DERRIDA (2010, p. 7) se utiliza ainda da noção de enforceability of the law or contract ou to enforce de law para explicar a relação entre direito e força, apesar de considerar insuficiente a tradução dos termos em outra língua que não o inglês pois, quando se diz aplicar o direito ou o contrato perde-se a ideia da força interna ao direito, a qual lembra que o direito é sempre uma força autorizada, uma força que se justifica ou que tem aplicação justificada.
Nas palavras do autor (DERRIDA, 2010, p. 8):
A aplicabilidade, a “enforceability”, não é uma possibilidade exterior ou secundária que viria ou não juntar-se, de modo suplementar, ao direito. Ela é a força essencialmente implicada no próprio conceito de justiça enquanto direito, da justiça na medida e que ela se torna lei, da lei enquanto direito (...) A palavra “enforceability” chama-nos pois à letra. Ela nos lembra, literalmente, que não há direito que não implique nele mesmo, a priori, na estrutura analítica de seu conceito, a possibilidade de ser “enforced”, aplicado pela força.

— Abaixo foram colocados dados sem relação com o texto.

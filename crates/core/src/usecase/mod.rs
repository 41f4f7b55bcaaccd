pub mod circuit_breaker;
pub mod context;
pub mod feature_flags;
pub mod job_manager;
pub mod retry;
pub mod router;
pub mod worker;
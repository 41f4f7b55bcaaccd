use std::path::PathBuf;
use std::sync::Arc;
use std::time::Duration;

use serde::Serialize;
use serde::de::DeserializeOwned;

use super::KvStore;
use crate::domain::error::StoreError;
use crate::domain::job::Job;
use crate::domain::voice::VoiceProfile;
use crate::infra::artifacts::ArtifactStore;

const JOB_PREFIX: &str = "job:";
const VOICE_PREFIX: &str = "voice:";
const VOICE_ARTIFACT_PREFIX: &str = "voice_artifact:";

/// 条件付き更新の最大試行回数
const MAX_CAS_ROUNDS: usize = 8;

fn encode<T: Serialize>(key: &str, value: &T) -> Result<String, StoreError> {
    serde_json::to_string(value).map_err(|e| StoreError::Corrupt {
        key: key.to_string(),
        detail: e.to_string(),
    })
}

fn decode<T: DeserializeOwned>(key: &str, raw: &str) -> Result<T, StoreError> {
    serde_json::from_str(raw).map_err(|e| StoreError::Corrupt {
        key: key.to_string(),
        detail: e.to_string(),
    })
}

// ─── Jobs ────────────────────────────────────────────────────────

/// ジョブレコードのリポジトリ（`job:` 名前空間）
#[derive(Clone)]
pub struct JobRepository {
    store: Arc<dyn KvStore>,
    ttl: Option<Duration>,
}

impl JobRepository {
    pub fn new(store: Arc<dyn KvStore>, ttl: Option<Duration>) -> Self {
        Self { store, ttl }
    }

    fn key(job_id: &str) -> String {
        format!("{JOB_PREFIX}{job_id}")
    }

    /// ジョブと現在のバージョンを取得
    pub fn get(&self, job_id: &str) -> Result<Option<(Job, u64)>, StoreError> {
        let key = Self::key(job_id);
        match self.store.get(&key)? {
            Some(v) => Ok(Some((decode(&key, &v.value)?, v.version))),
            None => Ok(None),
        }
    }

    /// 新規作成。同じ ID が既にあれば false。
    pub fn insert(&self, job: &Job) -> Result<bool, StoreError> {
        let key = Self::key(&job.id);
        let raw = encode(&key, job)?;
        Ok(self.store.set_if_version(&key, 0, &raw, self.ttl)?.is_some())
    }

    /// `expected` バージョンのときだけ置き換える。負けたら None。
    pub fn replace(&self, job: &Job, expected: u64) -> Result<Option<u64>, StoreError> {
        let key = Self::key(&job.id);
        let raw = encode(&key, job)?;
        self.store.set_if_version(&key, expected, &raw, self.ttl)
    }

    pub fn ids(&self) -> Result<Vec<String>, StoreError> {
        Ok(self
            .store
            .keys(JOB_PREFIX)?
            .into_iter()
            .filter_map(|k| k.strip_prefix(JOB_PREFIX).map(str::to_string))
            .collect())
    }
}

// ─── Voice profiles ──────────────────────────────────────────────

/// VoiceProfile のリポジトリ。
///
/// レコード本体は TTL 付きで `voice:` に、アーティファクトの所在は
/// TTL なしで `voice_artifact:` に置く。レコードだけが期限切れになった
/// アーティファクトは `reap_orphans` で回収する。
#[derive(Clone)]
pub struct VoiceProfileRepository {
    store: Arc<dyn KvStore>,
    artifacts: ArtifactStore,
}

impl VoiceProfileRepository {
    pub fn new(store: Arc<dyn KvStore>, artifacts: ArtifactStore) -> Self {
        Self { store, artifacts }
    }

    fn key(id: &str) -> String {
        format!("{VOICE_PREFIX}{id}")
    }

    fn artifact_key(id: &str) -> String {
        format!("{VOICE_ARTIFACT_PREFIX}{id}")
    }

    pub fn get(&self, id: &str) -> Result<Option<VoiceProfile>, StoreError> {
        let key = Self::key(id);
        match self.store.get(&key)? {
            Some(v) => Ok(Some(decode(&key, &v.value)?)),
            None => Ok(None),
        }
    }

    /// プロファイルを確定する。アーティファクトは既に `artifact_path` にある前提。
    /// レコードの書き込みに失敗したらアーティファクトを消し、どちらも残さない。
    pub fn create(&self, profile: &VoiceProfile) -> Result<(), StoreError> {
        let result = self.write_new(profile);
        if result.is_err() {
            if let Err(e) = self.artifacts.remove(&profile.artifact_path) {
                log::error!(
                    "VoiceProfile {} のアーティファクト後始末に失敗: {e}",
                    profile.id
                );
            }
            // 索引だけ残った場合も消す。残っても reap_orphans が拾う。
            if let Err(e) = self.store.delete(&Self::artifact_key(&profile.id)) {
                log::warn!(
                    "VoiceProfile {} の索引を削除できません: {e}",
                    profile.id
                );
            }
        }
        result
    }

    fn write_new(&self, profile: &VoiceProfile) -> Result<(), StoreError> {
        let index_key = Self::artifact_key(&profile.id);
        let path = profile.artifact_path.to_string_lossy().to_string();
        self.store.set(&index_key, &path, None)?;

        let key = Self::key(&profile.id);
        let raw = encode(&key, profile)?;
        let ttl = Some(Duration::from_secs(profile.ttl_secs));
        match self.store.set_if_version(&key, 0, &raw, ttl)? {
            Some(_) => Ok(()),
            None => Err(StoreError::Corrupt {
                key,
                detail: "voice profile id already exists".into(),
            }),
        }
    }

    /// 利用回数と最終利用時刻を記録する（条件付き書き込み）。
    /// 残り TTL は作成時刻から計算し直すので延長されない。
    pub fn record_use(&self, id: &str) -> Result<Option<VoiceProfile>, StoreError> {
        let key = Self::key(id);
        for _ in 0..MAX_CAS_ROUNDS {
            let Some(current) = self.store.get(&key)? else {
                return Ok(None);
            };
            let mut profile: VoiceProfile = decode(&key, &current.value)?;
            let now = chrono::Utc::now();
            profile.record_use(now);
            let remaining = (profile.expires_at() - now).to_std().unwrap_or(Duration::ZERO);
            let raw = encode(&key, &profile)?;
            if self
                .store
                .set_if_version(&key, current.version, &raw, Some(remaining))?
                .is_some()
            {
                return Ok(Some(profile));
            }
        }
        log::warn!("VoiceProfile {id} の利用記録が競合で反映されませんでした");
        self.get(id)
    }

    /// 明示削除。アーティファクト → 索引 → レコードの順に消す。
    pub fn delete(&self, id: &str) -> Result<bool, StoreError> {
        let path = self.artifact_path(id)?;
        if let Some(path) = &path {
            self.artifacts.remove(path)?;
        }
        self.store.delete(&Self::artifact_key(id))?;
        let existed = self.store.delete(&Self::key(id))?;
        Ok(existed || path.is_some())
    }

    fn artifact_path(&self, id: &str) -> Result<Option<PathBuf>, StoreError> {
        if let Some(v) = self.store.get(&Self::artifact_key(id))? {
            return Ok(Some(PathBuf::from(v.value)));
        }
        Ok(self.get(id)?.map(|p| p.artifact_path))
    }

    pub fn ids(&self) -> Result<Vec<String>, StoreError> {
        Ok(self
            .store
            .keys(VOICE_PREFIX)?
            .into_iter()
            .filter_map(|k| k.strip_prefix(VOICE_PREFIX).map(str::to_string))
            .collect())
    }

    /// TTL で消えたプロファイルのアーティファクトを回収する。回収数を返す。
    pub fn reap_orphans(&self) -> Result<usize, StoreError> {
        let mut reaped = 0;
        for index_key in self.store.keys(VOICE_ARTIFACT_PREFIX)? {
            let Some(id) = index_key.strip_prefix(VOICE_ARTIFACT_PREFIX) else {
                continue;
            };
            if self.store.get(&Self::key(id))?.is_some() {
                continue;
            }
            if let Some(v) = self.store.get(&index_key)? {
                self.artifacts.remove(&PathBuf::from(&v.value))?;
            }
            self.store.delete(&index_key)?;
            log::info!("期限切れ VoiceProfile {id} のアーティファクトを回収");
            reaped += 1;
        }
        Ok(reaped)
    }
}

Em suma, DERRIDA (2010, p. 9) afirma que existem leis não aplicadas, mas não há lei sem aplicabilidade, assim como não há aplicabilidade ou “enforceability” da lei sem força, seja essa força direta ou indireta, física ou simbólica, exterior ou interior, coercitiva ou reguladora, etc.
Insistindo na separação do direito e da justiça, DERRIDA (2010, p. 30) diz que
Aporía é um não-caminho. A justiça seria, deste ponto de vista, a experiência daquilo que não podemos experimentar (...) Mas acredito que não há justiça sem essa experiência da aporia, por impossível que seja. A justiça é a experiência do impossível. Uma vontade, um desejo, uma exigência de justiça cuja estrutura não fosse uma experiência da aporia, não teria nenhuma chance de ser o que ela é, a saber, apenas um apelo à justiça. Cada vez que as coisas acontecem ou acontecem de modo adequado, cada vez que se aplica tranquilamente uma boa regra a um caso particular, a um exemplo corretamente subsumido, segundo um juízo determinante, o direito é respeitado, mas não podemos ter certeza de que a justiça o foi. O direito não é a justiça. O direito é o elemento do cálculo, é justo que haja um direito, mas a justiça é incalculável, ela exige que se calcule o incalculável; e as experiências tão improváveis quanto necessárias da justiça, isto é, momentos em que a decisão entre o justo e o injusto nunca é garantida por uma regra.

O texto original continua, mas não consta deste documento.